Lei 14.592/2023: Limitação à tomada de crédito de PIS/COFINS sobre ICMS

No último dia 30 de maio, foi publicada a Lei nº 14.592, que converteu em Lei a Medida Provisória nº 1.159/2023, para, dentre outras providências, incluir o inciso III, no §2º, do artigo 3º das Lei 10.833/2003 e 10.637/2002, passando a prever a impossibilidade de tomada de créditos de PIS/COFINS sobre o ICMS incidente na operação de aquisição de bens.

Referida medida veio como uma tentativa do Governo Federal de mitigar os efeitos econômicos decorrentes do julgamento do Tema 69 do Supremo Tribunal Federal (“STF”), no qual, em sede de repercussão geral, fixou-se a tese de que o ICMS devido pela pessoa jurídica não deve ser incluído na base de cálculo do PIS/COFINS, por não se tratar de receita própria.

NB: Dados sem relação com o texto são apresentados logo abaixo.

#![no_main]

use bactag_core::Envelope;
use libfuzzer_sys::fuzz_target;

fuzz_target!(|data: &[u8]| {
    let Ok(envelopes) = Envelope::parse_all(data) else {
        return;
    };
    // Every decoded stream re-encodes to exactly the input.
    let mut out = Vec::with_capacity(data.len());
    for env in &envelopes {
        out.extend(env.to_vec().expect("decoded envelope must re-encode"));
    }
    assert_eq!(out, data);
});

De acordo com a exposição de motivos da Medida Provisória nº 1.159/2023, o ordenamento jurídico prevê que bens não sujeitos ao pagamento de PIS/COFINS não dão direito a crédito, de modo que, se o ICMS não está sujeito ao pagamento das referidas contribuições, não poderia ser calculado crédito sobre ele. 

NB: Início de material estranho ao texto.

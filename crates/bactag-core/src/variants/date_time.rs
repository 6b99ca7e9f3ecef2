use crate::encoding::{reader::ReadBuffer, writer::WriteBuffer};
use crate::error::FieldContext;
use crate::tag::{ExtendedLength, TagKind};
use crate::variants::{expect_length, Payload, TagBody};
use crate::{ParseError, SerializeError};

#[cfg(feature = "text")]
use crate::text::{Fields, TextBody, TextError, TextOptions};
#[cfg(feature = "text")]
use alloc::{string::String, string::ToString, vec, vec::Vec};

/// Octet value meaning "any" in every date and time field.
pub const UNSPECIFIED: u8 = 0xFF;

/// Application tag 10.
#[derive(Debug, Clone, Copy, PartialEq, Eq, Default)]
#[cfg_attr(feature = "serde", derive(serde::Serialize, serde::Deserialize))]
pub struct ApplicationDate {
    pub year_since_1900: u8,
    pub month: u8,
    pub day: u8,
    pub weekday: u8,
}

impl TagBody for ApplicationDate {
    const KIND: TagKind = TagKind::Date;

    fn length_in_bits(&self) -> u32 {
        32
    }

    fn parse_body(
        r: &mut ReadBuffer<'_>,
        length_value_type: u8,
        extended_length: Option<ExtendedLength>,
    ) -> Result<Self, ParseError> {
        expect_length(length_value_type, extended_length, 4)?;
        Ok(Self {
            year_since_1900: r.read_u8(8).field("year_since_1900")?,
            month: r.read_u8(8).field("month")?,
            day: r.read_u8(8).field("day")?,
            weekday: r.read_u8(8).field("weekday")?,
        })
    }

    fn write_body(&self, w: &mut WriteBuffer<'_>) -> Result<(), SerializeError> {
        w.write_u8(8, self.year_since_1900)
            .field("year_since_1900")?;
        w.write_u8(8, self.month).field("month")?;
        w.write_u8(8, self.day).field("day")?;
        w.write_u8(8, self.weekday).field("weekday")
    }

    fn narrow(payload: &Payload) -> Option<&Self> {
        match payload {
            Payload::Date(v) => Some(v),
            _ => None,
        }
    }

    fn into_payload(self) -> Payload {
        Payload::Date(self)
    }
}

/// Application tag 11.
#[derive(Debug, Clone, Copy, PartialEq, Eq, Default)]
#[cfg_attr(feature = "serde", derive(serde::Serialize, serde::Deserialize))]
pub struct ApplicationTime {
    pub hour: u8,
    pub minute: u8,
    pub second: u8,
    pub hundredths: u8,
}

impl TagBody for ApplicationTime {
    const KIND: TagKind = TagKind::Time;

    fn length_in_bits(&self) -> u32 {
        32
    }

    fn parse_body(
        r: &mut ReadBuffer<'_>,
        length_value_type: u8,
        extended_length: Option<ExtendedLength>,
    ) -> Result<Self, ParseError> {
        expect_length(length_value_type, extended_length, 4)?;
        Ok(Self {
            hour: r.read_u8(8).field("hour")?,
            minute: r.read_u8(8).field("minute")?,
            second: r.read_u8(8).field("second")?,
            hundredths: r.read_u8(8).field("hundredths")?,
        })
    }

    fn write_body(&self, w: &mut WriteBuffer<'_>) -> Result<(), SerializeError> {
        w.write_u8(8, self.hour).field("hour")?;
        w.write_u8(8, self.minute).field("minute")?;
        w.write_u8(8, self.second).field("second")?;
        w.write_u8(8, self.hundredths).field("hundredths")
    }

    fn narrow(payload: &Payload) -> Option<&Self> {
        match payload {
            Payload::Time(v) => Some(v),
            _ => None,
        }
    }

    fn into_payload(self) -> Payload {
        Payload::Time(self)
    }
}

#[cfg(feature = "text")]
impl TextBody for ApplicationDate {
    fn to_fields(&self) -> Vec<(&'static str, String)> {
        vec![
            ("yearSince1900", self.year_since_1900.to_string()),
            ("month", self.month.to_string()),
            ("day", self.day.to_string()),
            ("weekday", self.weekday.to_string()),
        ]
    }

    fn from_fields(fields: &Fields, options: &TextOptions) -> Result<Self, TextError> {
        Ok(Self {
            year_since_1900: fields.parse("yearSince1900", options)?,
            month: fields.parse("month", options)?,
            day: fields.parse("day", options)?,
            weekday: fields.parse("weekday", options)?,
        })
    }
}

#[cfg(feature = "text")]
impl TextBody for ApplicationTime {
    fn to_fields(&self) -> Vec<(&'static str, String)> {
        vec![
            ("hour", self.hour.to_string()),
            ("minute", self.minute.to_string()),
            ("second", self.second.to_string()),
            ("hundredths", self.hundredths.to_string()),
        ]
    }

    fn from_fields(fields: &Fields, options: &TextOptions) -> Result<Self, TextError> {
        Ok(Self {
            hour: fields.parse("hour", options)?,
            minute: fields.parse("minute", options)?,
            second: fields.parse("second", options)?,
            hundredths: fields.parse("hundredths", options)?,
        })
    }
}
use alloc::vec;
use alloc::vec::Vec;

use crate::encoding::{reader::ReadBuffer, writer::WriteBuffer};
use crate::error::FieldContext;
use crate::tag::header::{AppTag, TagClass, TagHeader};
use crate::tag::registry::TagKind;
use crate::variants::{Payload, TagBody};
use crate::{DecodeError, EncodeError, ParseError, SerializeError};

/// A complete tag: the shared header plus exactly one payload variant.
///
/// Both constructors and [`parse`](Self::parse) check that the header agrees
/// with the payload, so every instance re-encodes to the bytes it describes.
#[derive(Debug, Clone, PartialEq)]
#[cfg_attr(feature = "serde", derive(serde::Serialize, serde::Deserialize))]
#[cfg_attr(feature = "serde", serde(try_from = "EnvelopeFields"))]
pub struct Envelope {
    header: TagHeader,
    payload: Payload,
}

#[cfg(feature = "serde")]
#[derive(serde::Deserialize)]
struct EnvelopeFields {
    header: TagHeader,
    payload: Payload,
}

#[cfg(feature = "serde")]
impl TryFrom<EnvelopeFields> for Envelope {
    type Error = EncodeError;

    fn try_from(f: EnvelopeFields) -> Result<Self, Self::Error> {
        Self::new(f.header, f.payload)
    }
}

impl Envelope {
    /// Pairs explicit header fields with a payload.
    pub fn new(header: TagHeader, payload: Payload) -> Result<Self, EncodeError> {
        let kind = TagKind::select(&header).map_err(|_| EncodeError::InvalidTag)?;
        if kind != payload.kind() {
            return Err(EncodeError::InvalidTag);
        }
        match &payload {
            Payload::Boolean(b) => {
                if header.extended_length().is_some()
                    || header.length_value_type() != b.value as u8
                {
                    return Err(EncodeError::InvalidLength);
                }
            }
            Payload::Opening(_) | Payload::Closing(_) => {}
            _ => {
                if header.declared_length() != payload.length_in_bytes() {
                    return Err(EncodeError::InvalidLength);
                }
            }
        }
        Self::sized(header, payload)
    }

    /// Rejects tags whose total bit length does not fit in a `u32`.
    fn sized(header: TagHeader, payload: Payload) -> Result<Self, EncodeError> {
        let body = payload.length_in_bits();
        if body == u32::MAX || header.length_in_bits().checked_add(body).is_none() {
            return Err(EncodeError::InvalidLength);
        }
        Ok(Self { header, payload })
    }

    /// Wraps an application payload in its canonical header.
    pub fn from_payload(payload: Payload) -> Result<Self, EncodeError> {
        let tag = payload.kind().app_tag().ok_or(EncodeError::InvalidTag)?;
        let header = match &payload {
            Payload::Boolean(b) => TagHeader::with_value(tag, b.value as u8),
            _ => TagHeader::for_length(
                TagClass::Application,
                tag as u8,
                payload.length_in_bytes(),
            ),
        };
        Self::sized(header, payload)
    }

    pub fn from_body<T: TagBody>(body: T) -> Result<Self, EncodeError> {
        Self::from_payload(body.into_payload())
    }

    /// Wraps a context-class payload under `tag_number`.
    pub fn context(tag_number: u8, payload: Payload) -> Result<Self, EncodeError> {
        let header = match &payload {
            Payload::Context(_) => {
                TagHeader::for_length(TagClass::Context, tag_number, payload.length_in_bytes())
            }
            Payload::Opening(_) => TagHeader::opening(tag_number),
            Payload::Closing(_) => TagHeader::closing(tag_number),
            _ => return Err(EncodeError::InvalidTag),
        };
        Self::sized(header, payload)
    }

    pub fn application_real(value: f32) -> Self {
        let payload = crate::variants::ApplicationReal::new(value).into_payload();
        Self {
            header: TagHeader::for_length(TagClass::Application, AppTag::Real as u8, 4),
            payload,
        }
    }

    pub const fn header(&self) -> &TagHeader {
        &self.header
    }

    pub const fn payload(&self) -> &Payload {
        &self.payload
    }

    pub fn into_parts(self) -> (TagHeader, Payload) {
        (self.header, self.payload)
    }

    pub const fn kind(&self) -> TagKind {
        self.payload.kind()
    }

    pub const fn type_name(&self) -> &'static str {
        self.payload.kind().type_name()
    }

    /// Header plus body length. Recomputed on every call.
    pub fn length_in_bits(&self) -> u32 {
        self.header
            .length_in_bits()
            .saturating_add(self.payload.length_in_bits())
    }

    pub fn length_in_bytes(&self) -> u32 {
        self.length_in_bits() / 8
    }

    /// Safe narrowing to a concrete variant; `None` for any other kind.
    pub fn payload_as<T: TagBody>(&self) -> Option<&T> {
        T::narrow(&self.payload)
    }

    /// Decodes one tag: header first, then the body of the selected variant.
    pub fn parse(r: &mut ReadBuffer<'_>) -> Result<Self, ParseError> {
        let header = TagHeader::decode(r)?;
        let kind = TagKind::select(&header).field("tag_number")?;
        log::trace!(
            "dispatching {} (class {:?}, tag {}, declared length {})",
            kind.type_name(),
            header.class(),
            header.tag_number(),
            header.declared_length()
        );
        let payload = Payload::parse(
            kind,
            r,
            header.length_value_type(),
            header.extended_length(),
        )?;
        Self::sized(header, payload).map_err(|_| ParseError {
            field: "length_value_type",
            cause: DecodeError::InvalidLength,
        })
    }

    /// Decodes consecutive tags until the input is exhausted.
    pub fn parse_all(bytes: &[u8]) -> Result<Vec<Self>, ParseError> {
        let mut r = ReadBuffer::new(bytes);
        let mut out = Vec::new();
        while !r.is_empty() {
            out.push(Self::parse(&mut r)?);
        }
        log::debug!("decoded {} tags from {} bytes", out.len(), bytes.len());
        Ok(out)
    }

    /// Writes the header, then the payload body, into `w`.
    ///
    /// On error the header bytes already written stay in `w`; the buffer must
    /// be discarded rather than reused.
    pub fn serialize(&self, w: &mut WriteBuffer<'_>) -> Result<(), SerializeError> {
        self.header.encode(w)?;
        self.payload.write_body(w)
    }

    pub fn to_vec(&self) -> Result<Vec<u8>, SerializeError> {
        let mut buf = vec![0u8; self.length_in_bytes() as usize];
        let mut w = WriteBuffer::new(&mut buf);
        self.serialize(&mut w)?;
        let written = w.position();
        buf.truncate(written);
        Ok(buf)
    }
}

#[cfg(test)]
mod tests {
    use super::Envelope;
    use alloc::vec;
    use crate::encoding::{reader::ReadBuffer, writer::WriteBuffer};
    use crate::tag::header::{AppTag, ExtendedLength, TagClass, TagHeader};
    use crate::tag::registry::TagKind;
    use crate::variants::{
        ApplicationBoolean, ApplicationOctetString, ApplicationReal, ApplicationUnsigned,
        ContextData, OpeningTag, TagBody,
    };
    use crate::{DecodeError, EncodeError};

    #[test]
    fn parses_real_example() {
        let mut r = ReadBuffer::new(&[0x44, 0x40, 0x48, 0xF5, 0xC3]);
        let env = Envelope::parse(&mut r).unwrap();
        assert!(r.is_empty());
        let real = env.payload_as::<ApplicationReal>().unwrap();
        assert_eq!(real.value, 3.14f32);
        assert_eq!(real.length_in_bytes(), 4);
        assert_eq!(env.length_in_bytes(), 5);
        assert_eq!(env.header().length_value_type(), 4);
        assert_eq!(env.header().extended_length(), None);
    }

    #[test]
    fn serializes_real_example() {
        let env = Envelope::application_real(3.14);
        assert_eq!(env.to_vec().unwrap(), vec![0x44, 0x40, 0x48, 0xF5, 0xC3]);
        assert_eq!(Envelope::from_body(ApplicationReal::new(3.14)).unwrap(), env);
    }

    #[test]
    fn application_real_uses_real_tag_number() {
        let env = Envelope::application_real(-1.5);
        assert_eq!(env.header().tag_number(), AppTag::Real as u8);
        assert_eq!(env.header().class(), TagClass::Application);
    }

    #[cfg(target_pointer_width = "64")]
    #[test]
    fn oversized_body_is_rejected_not_overflowed() {
        // 2^32 - 64 body bits plus a 6-octet header still fits.
        {
            let fits = ApplicationOctetString::new(vec![0u8; (1 << 29) - 8]);
            let env = Envelope::from_body(fits).unwrap();
            assert_eq!(env.length_in_bits(), u32::MAX - 15);
        }

        let too_long = ApplicationOctetString::new(vec![0u8; (1 << 29) - 1]);
        assert_eq!(
            Envelope::from_body(too_long).unwrap_err(),
            EncodeError::InvalidLength
        );
    }

    #[test]
    fn wrong_variant_narrows_to_none() {
        let env = Envelope::application_real(1.0);
        assert!(env.payload_as::<ApplicationUnsigned>().is_none());
        assert!(env.payload_as::<ContextData>().is_none());
    }

    #[test]
    fn explicit_header_must_match_payload() {
        let real = ApplicationReal::new(1.0).into_payload();
        let bad_tag = TagHeader::for_length(TagClass::Application, AppTag::Double as u8, 4);
        assert_eq!(
            Envelope::new(bad_tag, real.clone()).unwrap_err(),
            EncodeError::InvalidTag
        );
        let bad_len = TagHeader::for_length(TagClass::Application, AppTag::Real as u8, 3);
        assert_eq!(
            Envelope::new(bad_len, real.clone()).unwrap_err(),
            EncodeError::InvalidLength
        );
        let padded = TagHeader::new(
            TagClass::Application,
            AppTag::Real as u8,
            5,
            None,
            Some(ExtendedLength::U8(4)),
        )
        .unwrap();
        let env = Envelope::new(padded, real).unwrap();
        assert_eq!(env.length_in_bits(), 16 + 32);
        let bytes = env.to_vec().unwrap();
        assert_eq!(bytes, vec![0x45, 0x04, 0x3F, 0x80, 0x00, 0x00]);
        let mut r = ReadBuffer::new(&bytes);
        assert_eq!(Envelope::parse(&mut r).unwrap(), env);
    }

    #[test]
    fn boolean_header_carries_value() {
        let env = Envelope::from_body(ApplicationBoolean::new(true)).unwrap();
        assert_eq!(env.to_vec().unwrap(), vec![0x11]);
        let wrong = TagHeader::with_value(AppTag::Boolean, 0);
        assert_eq!(
            Envelope::new(wrong, ApplicationBoolean::new(true).into_payload()).unwrap_err(),
            EncodeError::InvalidLength
        );
    }

    #[test]
    fn context_constructors() {
        let env = Envelope::context(1, ContextData::new([0x2A]).into_payload()).unwrap();
        assert_eq!(env.to_vec().unwrap(), vec![0x19, 0x2A]);
        let open = Envelope::context(3, OpeningTag.into_payload()).unwrap();
        assert_eq!(open.to_vec().unwrap(), vec![0x3E]);
        assert_eq!(
            Envelope::context(1, ApplicationReal::new(0.0).into_payload()).unwrap_err(),
            EncodeError::InvalidTag
        );
        assert_eq!(
            Envelope::from_payload(OpeningTag.into_payload()).unwrap_err(),
            EncodeError::InvalidTag
        );
    }

    #[test]
    fn long_body_uses_extended_length() {
        let env = Envelope::from_body(ApplicationOctetString::new(vec![7u8; 300])).unwrap();
        assert_eq!(env.header().extended_length(), Some(ExtendedLength::U16(300)));
        let bytes = env.to_vec().unwrap();
        assert_eq!(&bytes[..4], &[0x65, 254, 0x01, 0x2C]);
        assert_eq!(bytes.len() as u32, env.length_in_bytes());
        assert_eq!(Envelope::parse_all(&bytes).unwrap(), vec![env]);
    }

    #[test]
    fn unknown_application_tag_names_tag_number() {
        let mut r = ReadBuffer::new(&[0xD1, 0x00]);
        let err = Envelope::parse(&mut r).unwrap_err();
        assert_eq!(err.field, "tag_number");
        assert_eq!(err.cause, DecodeError::InvalidTag);
    }

    #[test]
    fn truncated_body_aborts_whole_parse() {
        let err = Envelope::parse_all(&[0x21, 0x05, 0x44, 0x40, 0x48]).unwrap_err();
        assert_eq!(err.field, "value");
        assert_eq!(err.cause, DecodeError::UnexpectedEof);
    }

    #[test]
    fn failed_serialize_reports_field() {
        let env = Envelope::application_real(2.5);
        let mut buf = [0u8; 3];
        let mut w = WriteBuffer::new(&mut buf);
        let err = env.serialize(&mut w).unwrap_err();
        assert_eq!(err.field, "value");
        assert_eq!(err.cause, EncodeError::BufferTooSmall);

        let mut empty: [u8; 0] = [];
        let mut w = WriteBuffer::new(&mut empty);
        assert_eq!(env.serialize(&mut w).unwrap_err().field, "tag_number");
    }

    #[test]
    fn kind_and_type_name() {
        let env = Envelope::application_real(0.0);
        assert_eq!(env.kind(), TagKind::Real);
        assert_eq!(env.type_name(), "ApplicationReal");
    }
}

Defendeu-se, também, que, seguindo o racional do STF, o ICMS não comporia o valor do bem, vedando-se o crédito também por esta ótica.

Além disso, ainda de acordo com a exposição de motivos, a possibilidade de tomada de créditos poderia levar a um acúmulo de créditos pelos contribuintes, prejudicando o financiamento da Seguridade Social pela redução de arrecadação do PIS/COFINS. 

Ocorre que, embora o ICMS não seja receita do contribuinte vendedor, ele compõe o preço do bem adquirido pelo tomador do crédito, que é sujeito a PIS/COFINS.

A não-cumulatividade do PIS/COFINS, diferentemente do ICMS e IPI, não é calculada sobre o valor do tributo pago, mas sobre a base, no caso o preço do bem vendido versus o bem adquirido (“Insumo”), de modo que a tentativa do Governo de excluir o ICMS do cálculo dos créditos das contribuições desvirtua o mecanismo.

A medida mostra-se, portanto, de cunho arrecadatório, ferindo a não-cumulatividade constitucionalmente prevista, bem como os princípios da razoabilidade e da proteção à confiança.

Sendo assim, há argumentos legais e constitucionais para discutir essa vedação no judiciário.